Within his unit, Russell wasn't exactly unpopular. Invisible might be a more proper word for it. He had little to say to anyone else, and not much interest in the noisy, somewhat desperately escapist displays of bravado that his peers took part in while not engaged in active combat. In the beginning, they asked him to join in from time to time, but he always responded with a shake of the head, a wistful glance in to the distance, and, in time, he seemed to fade from their consciousness. If asked, and given a gentle prompt, a reminder that such a person existed among them, they could usually correctly identify him, but it didn't really go further than that. He was known for not saying much, always bringing a book with him to the mess tent, and being, even Russell himself would admit, somewhat sickly and accident prone. His superiors, and a few of the more astute among his ranks, would note that he was an excellent archer and promising strategist.

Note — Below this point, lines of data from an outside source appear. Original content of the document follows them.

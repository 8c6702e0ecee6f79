use clap::{Parser, Subcommand};
use std::path::PathBuf;

pub const DEFAULT_CONFIG_FILE: &str = "factcheck.yaml";

#[derive(Debug, Parser)]
#[command(name = "factcheck", version, about = "Verify claims against model-assessed sources")]
pub struct Cli {
    /// Configuration file. Without it `factcheck.yaml` is read when present.
    #[arg(long, global = true, env = "FACTCHECK_CONFIG")]
    pub config: Option<PathBuf>,

    /// Pretty-print JSON output.
    #[arg(long, global = true)]
    pub pretty: bool,

    #[command(subcommand)]
    pub command: Command,
}

#[derive(Debug, Subcommand)]
pub enum Command {
    /// Check a fact against two or more supporting URLs.
    Verify {
        #[arg(long)]
        fact: String,
        /// Supporting URL; repeat for each source.
        #[arg(long = "source", required = true)]
        sources: Vec<String>,
    },
    /// Fetch a page and print its visible text.
    Fetch { url: String },
}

Not that this mattered all that much to him. From the outset, Russell's only concern was emerging on the other side, relatively intact if possible. While a few young men had a good laugh over his having fallen face first in to a damp trench, Russell sat up, covered in freezing mud, and tried to daydream about something other than impending death. He thought of a story he'd been reading the night before, about an explorer scrabbling through a deep, winding cave, filled with lava and poison and monsters, all so he could face down the mighty dragon in a gamble for the safety of his village. Russell thought of this young man, clambering around in the dark, his small, flimsy human form squared off against an ancient being of scale and muscle and hot breath. That, he thought, is the kind of warrior I wouldn't mind being. Fighting of his own free will, with nothing but darkness and monsters to contend with. It didn't matter that he wasn't exactly what most people would call courageous or physically blessed, It would be easy, he assumed, because it wasn't this. No crouching in the mud, no arrows constantly whizzing past his head, no dark, smelly field hospitals, no sitting around with his rain-soaked clothes and hair clinging to his frozen body. And he wasn't sure, but he felt he had reason to believe that it wouldn't come with this terrible, terrible sadness.
As much as he tried to let things drift by, tried to treat what his life had become as some sort of far-away, passing dream, Russell was, indeed, terribly sad. He tried to hold it back, tried to scrape it back down in to what he imagined as a dark, decayed hole in the center of his being, but he soon found that this wasn't always possible. There was undeniably something new inside of him, something aching and dark. He didn't feel it all the time, but it always made itself known some way or another, often at night. He'd lie in his tent, on the hard ground, and suddenly feel the weight of this thing, whatever it was. It was terribly heavy, and now and then, he'd spend whole days trying to break free of it, keep it from dragging him down, a task he would soon find futile. All he could do was make sure it stayed as small as possible, coexist with it, and, above all else, ignore it, which proved a problem in itself. All of this denial made him feel hollow, like there was a yawning pit in the center of his chest. In which, coincidentally, the aching, heavy darkness fit perfectly. Corroding the edges, widening the hollow. By then, he'd given up. He barely felt like a real person anymore, which was just fine by him, because the things he was living and doing weren't fit for real people. Finally, he was able to drift through, like nothing could hurt him. Then the dreams started.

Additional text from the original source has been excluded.